Co do fal radiowych - wydaje mi się że jest to po prostu jedna z ludzkich przypadłości, która polega na wyszukiwaniu rzeczy, które znamy, i wydaje nam się że skoro my to wymyśliliśmy, to jest to najlepsza opcja, podczas gdy już teraz są pewne teorie które sugerują jak komunikacja może wyglądać w przyszłości (stan splątany?)
Rozpiętość drogi mlecznej szacuje się na 100 000 lat świetlnych, przez co można uznać poniższą grafikę za w miarę zgodną ze stanem faktycznym:

Co sugeruje że działalność SETI jest jak próba usłyszenia indiańskich bębnów z wybrzeża Hiszpanii - metoda dobra, dopóki spodziewamy się że sąsiedzi są za rzeką, a nie za oceanem.
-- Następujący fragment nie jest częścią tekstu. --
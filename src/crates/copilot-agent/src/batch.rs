//! Batch processing surface
//!
//! Question records in, answer records out, order preserved. Each question
//! gets its own engine invocation and its own [`WorkflowState`]; nothing is
//! shared between questions, so a caller that wants parallelism can simply
//! run several invocations against the same compiled graph.

use serde::{Deserialize, Serialize};
use serde_json::Value;

use flowgraph_core::{CompiledGraph, GraphError};

use crate::state::{FormatHint, WorkflowState};

/// One input question, as carried in the batch JSONL file.
#[derive(Debug, Clone, Serialize, Deserialize)]
pub struct QuestionRecord {
    pub id: String,
    pub question: String,
    pub format_hint: FormatHint,
}

/// One output record, as written to the batch JSONL file.
#[derive(Debug, Clone, Serialize, Deserialize)]
pub struct AnswerRecord {
    pub id: String,
    pub final_answer: Value,
    /// Generated query text; empty when no query was required.
    pub sql: String,
    pub confidence: f64,
    pub explanation: String,
    pub citations: Vec<String>,
}

impl AnswerRecord {
    /// Project the final workflow state onto the output shape.
    pub fn from_state(state: &WorkflowState) -> Self {
        Self {
            id: state.question_id.clone(),
            final_answer: state.final_answer.to_value(),
            sql: state.generated_query.clone(),
            confidence: state.confidence,
            explanation: state.explanation.clone(),
            citations: state.citations.iter().cloned().collect(),
        }
    }
}

/// Run every question through the graph, sequentially, in input order.
///
/// # Errors
///
/// Only structural graph errors abort the batch; a question whose run
/// exhausted its repairs still produces an answer record (inspect
/// `confidence` and the state's error list for quality).
pub async fn run_batch(
    graph: &CompiledGraph<WorkflowState>,
    questions: &[QuestionRecord],
) -> Result<Vec<AnswerRecord>, GraphError> {
    let mut results = Vec::with_capacity(questions.len());
    for record in questions {
        tracing::info!(id = %record.id, "processing question");
        let initial = WorkflowState::new(&record.id, &record.question, record.format_hint);
        let final_state = graph.invoke(initial).await?;
        tracing::info!(
            id = %record.id,
            confidence = final_state.confidence,
            repairs = final_state.repair_count,
            "question complete"
        );
        results.push(AnswerRecord::from_state(&final_state));
    }
    Ok(results)
}

#[cfg(test)]
mod tests {
    use super::*;
    use crate::state::Answer;
    use serde_json::json;

    #[test]
    fn test_question_record_parses_batch_line() {
        let line = r#"{"id": "q1", "question": "How many days?", "format_hint": "int"}"#;
        let record: QuestionRecord = serde_json::from_str(line).unwrap();
        assert_eq!(record.id, "q1");
        assert_eq!(record.format_hint, FormatHint::Int);
    }

    #[test]
    fn test_answer_record_projection() {
        let mut state = WorkflowState::new("q1", "How many days?", FormatHint::Int);
        state.final_answer = Answer::Int(14);
        state.confidence = 0.7;
        state.explanation = "Answer derived from documents.".to_string();
        state.citations.insert("product_policy::chunk2".to_string());

        let record = AnswerRecord::from_state(&state);
        assert_eq!(record.id, "q1");
        assert_eq!(record.final_answer, json!(14));
        assert!(record.sql.is_empty());
        assert_eq!(record.citations, vec!["product_policy::chunk2"]);

        let line = serde_json::to_string(&record).unwrap();
        assert!(line.contains("\"final_answer\":14"));
    }
}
Co do obfotografowania obcych planet w układzie słonecznym, to zgadzam się z Kadafem - w latach 90 jakoś udało się zmapować WENUS, czyli planetę której powierzchni nie widać. Zrobienie bardzo dokładnej mapy Księżyca z pewnością jest możliwe. Z Marsem byłoby trudniej, ale to wciąż jest możliwe na aktualnym poziomie technologicznym.